Volunteer often and early … as a PhD student it is important to know your place in the world.
In relation to students on taught programmes you are an elite athlete. You have
already excelled in every exam you’ve ever taken and such tawdry things as
written exams are but a memory. Sadly,
in the academic world, you are somewhat closer to the bottom of the food chain. To ingratiate yourself you’ll probably need
to volunteer to do the tasks that those higher up the food chain used to do,
now resent and definitely see as beneath them.
Act as a reviewer for conference streams and take the time to do it well,
offering careful, informative and developmental feedback. It will get
noticed. Offer to chair conference
sessions, run workshops, sort logistics, organize a dinner venue, book taxis,
organize to see the local sights, etc. Nothing should be too much trouble. Make yourself indispensable.
Keep your promises …. the mark of a successful career is that you become very busy. Invited hither and thon, speaking at this and
that, guest editing here and there. The very people you are trying to impress will
appreciate you all the more if you appear to be the sort of person on whom they
can rely. Build a reputation as someone who does what they say. All the better
if in doing so, work is also done on time and to a high standard. Chieftans have long since earned the right to
be flaky, idiosyncratic and unreliable.
It is unlikely that you’ll achieve such a lofty reputational position if
you start out in that mode.
Build your portfolio … every aspiring academic
imagines a future state in they can eventually claim that there is an extensive
secondary literature based around their seminal works. Even the largest oak
trees start with small acorns however. From the outset think of your portfolio
of public domain work. Your papers, book chapters, conference presentations,
etc. need to be curated. Aim to publish
in the right places (see hint 2 above). Manage your profile on ResearchGate,
Academia.edu, LinkedIn, GoogleScholar, Twitter and the various other places
that researchers will look for your work.

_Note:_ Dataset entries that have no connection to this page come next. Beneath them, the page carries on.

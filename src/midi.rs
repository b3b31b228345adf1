//! MIDI parsing and writing - files to absolute-seconds notes, and back
//!
//! Parsing merges every track into one tick-ordered stream, builds a global
//! tempo map with precomputed cumulative seconds, and pairs note-ons with
//! their offs through a FIFO stack per (track, channel, pitch). The result is
//! a list of [NoteEvent]s carrying real seconds, so nothing downstream ever
//! thinks in ticks again.
//!
//! Writing goes the other way for the partition export: sections become
//! fixed-tempo type-1 files, one track per section, with releases sorted
//! before presses at equal ticks and a zero-delta end-of-track marker.

use std::collections::{HashMap, VecDeque};
use std::path::{Path, PathBuf};

use midly::num::{u15, u24, u28, u4, u7};
use midly::{Format, Fps, Header, MetaMessage, MidiMessage, Smf, Timing, TrackEvent, TrackEventKind};
use tracing::{debug, warn};

use crate::note::{NoteEvent, PitchGroup};

/// Microseconds per beat when a file never sets a tempo (120 BPM)
pub const DEFAULT_TEMPO: u32 = 500_000;

/// Ticks per beat used by the partition export
pub const EXPORT_TICKS_PER_BEAT: u16 = 480;

/// Duration given to note-ons that never see their note-off
const UNPAIRED_NOTE_SECONDS: f64 = 0.2;

/// Errors from reading or writing MIDI files
#[derive(Debug, thiserror::Error)]
pub enum MidiError {
    /// The file could not be read
    #[error("failed to read {path}: {source}")]
    Io {
        /// Offending path
        path: PathBuf,
        /// Underlying error
        source: std::io::Error,
    },

    /// The bytes are not a standard MIDI file
    #[error("failed to parse MIDI data: {0}")]
    Parse(#[from] midly::Error),

    /// The export could not be written
    #[error("failed to write {path}: {source}")]
    Save {
        /// Offending path
        path: PathBuf,
        /// Underlying error
        source: std::io::Error,
    },
}
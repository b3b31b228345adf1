//! Partitioner - split a note stream into routable sections
//!
//! Sections are the unit of ensemble routing: one per (track, channel,
//! program, instrument name) bucket, each with a synthesized stable name so
//! UIs and exports can refer to them across runs. Role inference is opt-in
//! and purely heuristic; an explicit role on a section's metadata always
//! wins over the heuristics.

use std::collections::BTreeMap;

use serde::{Deserialize, Serialize};
use tracing::debug;

use crate::note::{NoteEvent, Role};

/// Metadata carried by every section
#[derive(Serialize, Deserialize, Clone, Debug, Default)]
pub struct SectionMeta {
    /// Source track index
    pub track: usize,

    /// Source channel
    pub channel: u8,

    /// Program shared by the bucket, when one was seen
    pub program: Option<u8>,

    /// Instrument or track name, empty when the file had none
    pub instrument_name: String,

    /// Number of notes in the section
    pub count: usize,

    /// Which strategy produced the section
    pub hint: String,

    /// Explicit role; overrides inference everywhere
    #[serde(default)]
    pub role: Option<Role>,
}

/// A named slice of the piece, immutable once produced
#[derive(Serialize, Deserialize, Clone, Debug)]
pub struct PartSection {
    /// Stable synthesized name, e.g. `track1_ch0_prog33_Bass`
    pub name: String,

    /// The notes of the bucket, in input order
    pub notes: Vec<NoteEvent>,

    /// Statistics and routing hints
    pub meta: SectionMeta,
}

/// Heuristic role of a single note, first match wins
pub fn infer_role(note: &NoteEvent) -> Role {
    let name = note
        .instrument_name
        .as_deref()
        .unwrap_or("")
        .to_ascii_lowercase();
    if note.channel == 9 {
        Role::Drums
    } else if matches!(note.program, Some(32..=39)) || name.contains("bass") {
        Role::Bass
    } else if note.note < 48 {
        Role::Bass
    } else {
        Role::Melody
    }
}

/// Effective role of one event inside a section
///
/// Priority: the event's own role, then a per-section override, then the
/// section's explicit meta role, then the heuristics.
pub fn resolve_role(
    note: &NoteEvent,
    meta: &SectionMeta,
    override_role: Option<Role>,
) -> Role {
    note.role
        .or(override_role)
        .or(meta.role)
        .unwrap_or_else(|| infer_role(note))
}

/// Splits by (track, channel, program, instrument name)
#[derive(Clone, Copy, Debug, Default)]
pub struct TrackChannelPartitioner {
    /// Stamp inferred roles onto sections and their events
    pub infer_roles: bool,
}

impl TrackChannelPartitioner {
    /// Partitioner without role inference
    pub fn new() -> Self {
        Self::default()
    }

    /// Partitioner that also stamps inferred roles
    pub fn with_role_inference() -> Self {
        Self { infer_roles: true }
    }

    /// Group notes into named sections
    pub fn split(&self, notes: &[NoteEvent]) -> BTreeMap<String, PartSection> {
        let mut buckets: BTreeMap<(usize, u8, Option<u8>, String), Vec<NoteEvent>> =
            BTreeMap::new();
        for note in notes {
            let key = (
                note.track,
                note.channel,
                note.program,
                note.instrument_name.clone().unwrap_or_default(),
            );
            buckets.entry(key).or_default().push(note.clone());
        }

        let mut parts = BTreeMap::new();
        for ((track, channel, program, name), mut bucket_notes) in buckets {
            let mut part_name = format!(
                "track{track}_ch{channel}_prog{}",
                program.map_or_else(|| "NA".to_string(), |p| p.to_string())
            );
            if !name.is_empty() {
                part_name.push('_');
                part_name.push_str(&name);
            }

            let mut role = None;
            if self.infer_roles {
                role = Some(majority_role(&bucket_notes));
                for note in &mut bucket_notes {
                    if note.role.is_none() {
                        note.role = Some(infer_role(note));
                    }
                }
            }

            let meta = SectionMeta {
                track,
                channel,
                program,
                instrument_name: name,
                count: bucket_notes.len(),
                hint: "track_channel".to_string(),
                role,
            };
            parts.insert(
                part_name.clone(),
                PartSection {
                    name: part_name,
                    notes: bucket_notes,
                    meta,
                },
            );
        }
        debug!("partitioned into {} sections", parts.len());
        parts
    }
}

/// Most common inferred role of a bucket; melody on empty input
fn majority_role(notes: &[NoteEvent]) -> Role {
    let mut counts: BTreeMap<&'static str, (usize, Role)> = BTreeMap::new();
    for note in notes {
        let role = infer_role(note);
        let entry = counts.entry(role.as_str()).or_insert((0, role));
        entry.0 += 1;
    }
    counts
        .into_values()
        .max_by_key(|(count, _)| *count)
        .map(|(_, role)| role)
        .unwrap_or(Role::Melody)
}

But remember that if you want to have a serious, academic, game face and
a more carefree or irreverent online identity, it may be helpful to keep them
separate.
Hit the right tone … In the early stages of your academic career, much rests on your
ability to build relationships. Think of
two parallel universes. In one you are a
shrinking violet, too modest to promote yourself, your work or your angle you
may find yourself overlooked and ignored. Your PhD findings will be forgotten
before they’ve even been finished. This
is clearly not a good world for you to inhabit. Meanwhile, in a second parallel
universe you are a shameless self-publicist, talking up the global significance
of your pilot study and trumpeting the all to obvious flaws in the work of
every chieftan you’ve cited. Senior academics place restraining orders on you
and you quickly develop a reputation for over promising and under
delivering. Clearly, this too, is not a
good world for you to inhabit. The trick is to strike the right tone. Be
respectful of established figures, understand the social graces of the
conversations that you’re joining but do have something suitably provocative to
say. Above all, be good company. Nobody likes a non-talker or a stalker. Charm, wit, a good memory for details of
biography and circumstance help a great deal.

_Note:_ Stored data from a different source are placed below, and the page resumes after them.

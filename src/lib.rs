//! MIDI auto-performer engine
//!
//! pianola turns standard MIDI files into live-looking performances on a
//! virtual instrument: it parses the file into absolute-time notes, runs the
//! stream through musically-aware filters, maps pitches onto a 21-key layout
//! and dispatches synthetic keyboard events with tight timing, so that a game
//! listening to the system keyboard hears a player, not a file.
//!
//! The engine consists of four cooperating groups of modules:
//!
//! * Parsing and analysis: [midi] builds the tempo-segmented note stream,
//!   [analysis] filters and reshapes it, [partition] splits it into routable
//!   sections
//! * Key routing: [keymap] maps pitches to key symbols with a deterministic
//!   fallback cascade, [keyboard] owns the reference-counted OS dispatch
//! * Scheduling: [player] ripens batches on a dedicated worker thread with
//!   hybrid sleep/spin waits, chord detection and retriggering
//! * Timing: [clock] couples monotonic time to SNTP, [timing] keeps
//!   scheduled performance starts honest while the network drifts
//!
//! [service] wires everything together behind one narrow surface; [engine]
//! puts a command/event channel in front of it for UI embedders; [config],
//! [export] and [score] carry the persisted options and the export formats
//! around the core.

pub mod analysis;
pub mod clock;
pub mod config;
pub mod engine;
pub mod export;
pub mod keyboard;
pub mod keymap;
pub mod midi;
pub mod note;
pub mod partition;
pub mod player;
pub mod score;
pub mod service;
pub mod timing;
pub mod version;

pub use note::{DispatchEvent, EventKind, NoteEvent, PitchGroup, Role};
pub use player::AutoPlayer;
pub use service::PlaybackService;
/// Scheduler tuning knobs
#[derive(Clone, Copy, Debug)]
pub struct PlayerOptions {
    /// A held key may be re-hit by a fresh note-on
    pub allow_retrigger: bool,

    /// Minimum interval between retriggers of one key, milliseconds
    pub retrigger_min_gap_ms: f64,

    /// Window merging simultaneous events into one batch, milliseconds
    pub epsilon_ms: f64,

    /// Fire a batch this far before its ideal time, milliseconds
    pub send_ahead_ms: f64,

    /// Below this remaining wait, busy-wait instead of sleeping
    pub spin_threshold_ms: f64,

    /// Forced micro-sleep after a batch of OS calls, milliseconds
    pub post_action_sleep_ms: f64,

    /// Press the chord-row key when a chord is recognized
    pub enable_chord_keys: bool,

    /// Drop the root pitch's melody key while a chord key is pressed
    pub chord_drop_root: bool,

    /// Chord recognition strictness
    pub chord_mode: ChordMode,

    /// Minimum hold of a chord-row key, milliseconds
    pub chord_min_sustain_ms: f64,
}

impl Default for PlayerOptions {
    fn default() -> Self {
        Self {
            allow_retrigger: true,
            retrigger_min_gap_ms: 40.0,
            epsilon_ms: 6.0,
            send_ahead_ms: 2.0,
            spin_threshold_ms: 1.0,
            post_action_sleep_ms: 0.0,
            enable_chord_keys: true,
            chord_drop_root: false,
            chord_mode: ChordMode::Triad7,
            chord_min_sustain_ms: 120.0,
        }
    }
}

/// Plain notification callback
pub type Callback = Box<dyn Fn() + Send + Sync>;

/// Callbacks the player reports through; all optional
#[derive(Default)]
pub struct PlayerCallbacks {
    /// Playback started
    pub on_start: Option<Callback>,

    /// Playback was stopped by the user
    pub on_stop: Option<Callback>,

    /// Playback paused
    pub on_pause: Option<Callback>,

    /// Playback resumed
    pub on_resume: Option<Callback>,

    /// Progress in percent, time-based
    pub on_progress: Option<Box<dyn Fn(f64) + Send + Sync>>,

    /// The stream finished on its own
    pub on_complete: Option<Callback>,

    /// Something went wrong before or during playback
    pub on_error: Option<Box<dyn Fn(&str) + Send + Sync>>,
}

/// Errors from starting a performance
#[derive(Debug, thiserror::Error)]
pub enum PlayerError {
    /// A performance is already running
    #[error("a performance is already playing")]
    AlreadyPlaying,

    /// Nothing to play
    #[error("no events to play")]
    NoEvents,

    /// The worker thread could not be spawned
    #[error("failed to spawn the scheduler worker: {0}")]
    Spawn(std::io::Error),
}

/// Status snapshot of the player
#[derive(Clone, Copy, Debug)]
pub struct PlayerStatus {
    /// Whether a worker is live
    pub is_playing: bool,

    /// Whether that worker is paused
    pub is_paused: bool,

    /// Current tempo multiplier
    pub tempo: f64,
}

/// The scheduling and dispatch engine
pub struct AutoPlayer {
    /// Reference-counted keyboard front
    dispatcher: Arc<KeyDispatcher>,

    /// Tuning snapshot taken at every start
    options: Mutex<PlayerOptions>,

    /// Callback set, swapped atomically as one Arc
    callbacks: Mutex<Arc<PlayerCallbacks>>,

    /// Chord-row keys, taken from the active key map
    chord_keys: Mutex<HashMap<ChordName, String>>,

    /// Live-performance flag; the worker observes it at every branch
    is_playing: Arc<AtomicBool>,

    /// Pause flag
    is_paused: Arc<AtomicBool>,

    /// Current tempo multiplier as f64 bits
    tempo_bits: Arc<AtomicU64>,

    /// The worker of the current or last performance
    worker: Mutex<Option<JoinHandle<()>>>,

    /// Optional shared clock, used for start-time reporting
    clock: Mutex<Option<Arc<dyn Clock>>>,
}

impl AutoPlayer {
    /// Player over a dispatcher, with the default chord row
    pub fn new(dispatcher: Arc<KeyDispatcher>) -> Self {
        let player = Self {
            dispatcher,
            options: Mutex::new(PlayerOptions::default()),
            callbacks: Mutex::new(Arc::new(PlayerCallbacks::default())),
            chord_keys: Mutex::new(HashMap::new()),
            is_playing: Arc::new(AtomicBool::new(false)),
            is_paused: Arc::new(AtomicBool::new(false)),
            tempo_bits: Arc::new(AtomicU64::new(1.0f64.to_bits())),
            worker: Mutex::new(None),
            clock: Mutex::new(None),
        };
        player.set_chord_keymap(&KeyMap::default_21key());
        player
    }

    /// Replace the tuning knobs; takes effect at the next start
    pub fn set_options(&self, options: PlayerOptions) {
        *self.options.lock().unwrap() = options;
    }

    /// Current tuning knobs
    pub fn options(&self) -> PlayerOptions {
        *self.options.lock().unwrap()
    }

    /// Replace the callback set
    pub fn set_callbacks(&self, callbacks: PlayerCallbacks) {
        *self.callbacks.lock().unwrap() = Arc::new(callbacks);
    }

    /// Pull the chord-row keys out of a key map
    pub fn set_chord_keymap(&self, map: &KeyMap) {
        let mut chord_keys = HashMap::new();
        for chord in ChordName::ROW_ORDER {
            if let Some(key) = map.chord_key(chord) {
                chord_keys.insert(chord, key.to_string());
            }
        }
        *self.chord_keys.lock().unwrap() = chord_keys;
    }

    /// Inject a shared clock; only used for reporting
    pub fn set_clock_provider(&self, clock: Arc<dyn Clock>) {
        *self.clock.lock().unwrap() = Some(clock);
    }

    /// Change the tempo multiplier, effective at the next batch
    pub fn set_tempo(&self, tempo: f64) {
        self.tempo_bits
            .store(tempo.max(TEMPO_FLOOR).to_bits(), Ordering::SeqCst);
    }

    /// Status snapshot
    pub fn status(&self) -> PlayerStatus {
        PlayerStatus {
            is_playing: self.is_playing.load(Ordering::SeqCst),
            is_paused: self.is_paused.load(Ordering::SeqCst),
            tempo: f64::from_bits(self.tempo_bits.load(Ordering::SeqCst)),
        }
    }

    /// Start a performance over a sorted event list
    pub fn start(&self, mut events: Vec<DispatchEvent>, tempo: f64) -> Result<(), PlayerError> {
        if events.is_empty() {
            return Err(PlayerError::NoEvents);
        }
        if self
            .is_playing
            .compare_exchange(false, true, Ordering::SeqCst, Ordering::SeqCst)
            .is_err()
        {
            return Err(PlayerError::AlreadyPlaying);
        }
        // A finished worker may still be parked in the slot; reap it.
        if let Some(handle) = self.worker.lock().unwrap().take() {
            let _ = handle.join();
        }

        sort_dispatch_events(&mut events);
        self.set_tempo(tempo);
        self.is_paused.store(false, Ordering::SeqCst);

        if let Some(clock) = self.clock.lock().unwrap().as_ref() {
            debug!("performance starting at shared clock {:.3}", clock.now());
        }

        let context = WorkerContext {
            events,
            options: *self.options.lock().unwrap(),
            callbacks: self.callbacks.lock().unwrap().clone(),
            chord_keys: self.chord_keys.lock().unwrap().clone(),
            dispatcher: self.dispatcher.clone(),
            is_playing: self.is_playing.clone(),
            is_paused: self.is_paused.clone(),
            tempo_bits: self.tempo_bits.clone(),
        };
        let callbacks = context.callbacks.clone();

        let handle = std::thread::Builder::new()
            .name("pianola-player".to_string())
            .spawn(move || run_worker(context))
            .map_err(|error| {
                self.is_playing.store(false, Ordering::SeqCst);
                PlayerError::Spawn(error)
            })?;
        *self.worker.lock().unwrap() = Some(handle);

        if let Some(on_start) = &callbacks.on_start {
            on_start();
        }
        info!("performance started, tempo {:.2}", tempo.max(TEMPO_FLOOR));
        Ok(())
    }

    /// Stop, join the worker, release everything; idempotent
    pub fn stop(&self) {
        let was_playing = self.is_playing.swap(false, Ordering::SeqCst);
        self.is_paused.store(false, Ordering::SeqCst);
        if let Some(handle) = self.worker.lock().unwrap().take() {
            let _ = handle.join();
        }
        if was_playing {
            self.dispatcher.release_all();
            let callbacks = self.callbacks.lock().unwrap().clone();
            if let Some(on_stop) = &callbacks.on_stop {
                on_stop();
            }
            info!("performance stopped");
        }
    }

    /// Pause; the worker spins at low rate until resumed or stopped
    pub fn pause(&self) {
        if self.is_playing.load(Ordering::SeqCst)
            && !self.is_paused.swap(true, Ordering::SeqCst)
        {
            let callbacks = self.callbacks.lock().unwrap().clone();
            if let Some(on_pause) = &callbacks.on_pause {
                on_pause();
            }
            info!("performance paused");
        }
    }

    /// Surface an error through the callback set
    pub fn report_error(&self, message: &str) {
        let callbacks = self.callbacks.lock().unwrap().clone();
        if let Some(on_error) = &callbacks.on_error {
            on_error(message);
        }
    }

    /// Resume a paused performance
    pub fn resume(&self) {
        if self.is_playing.load(Ordering::SeqCst)
            && self.is_paused.swap(false, Ordering::SeqCst)
        {
            let callbacks = self.callbacks.lock().unwrap().clone();
            if let Some(on_resume) = &callbacks.on_resume {
                on_resume();
            }
            info!("performance resumed");
        }
    }
}

impl Drop for AutoPlayer {
    fn drop(&mut self) {
        self.stop();
    }
}

/// Everything the worker owns for one performance
struct WorkerContext {
    /// Sorted event list, immutable for the whole performance
    events: Vec<DispatchEvent>,

    /// Tuning snapshot
    options: PlayerOptions,

    /// Callback set
    callbacks: Arc<PlayerCallbacks>,

    /// Chord-row keys
    chord_keys: HashMap<ChordName, String>,

    /// Keyboard front
    dispatcher: Arc<KeyDispatcher>,

    /// Live flag
    is_playing: Arc<AtomicBool>,

    /// Pause flag
    is_paused: Arc<AtomicBool>,

    /// Tempo bits
    tempo_bits: Arc<AtomicU64>,
}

Be Patient … items 1 to 9 are a tall
order and, in the meantime, you also need to keep one eye on the PhD
completion. A salutary exercise is to
remind yourself that those great figures in your chosen field were themselves,
not so well known. Reputations take time to build as do the relationships,
social networks, connectivity and credibility one which those reputations
rest. Aim high, or you’ll never get
there but don’t beat yourself up too much if you have won best paper of the
decade with your first forays into publication.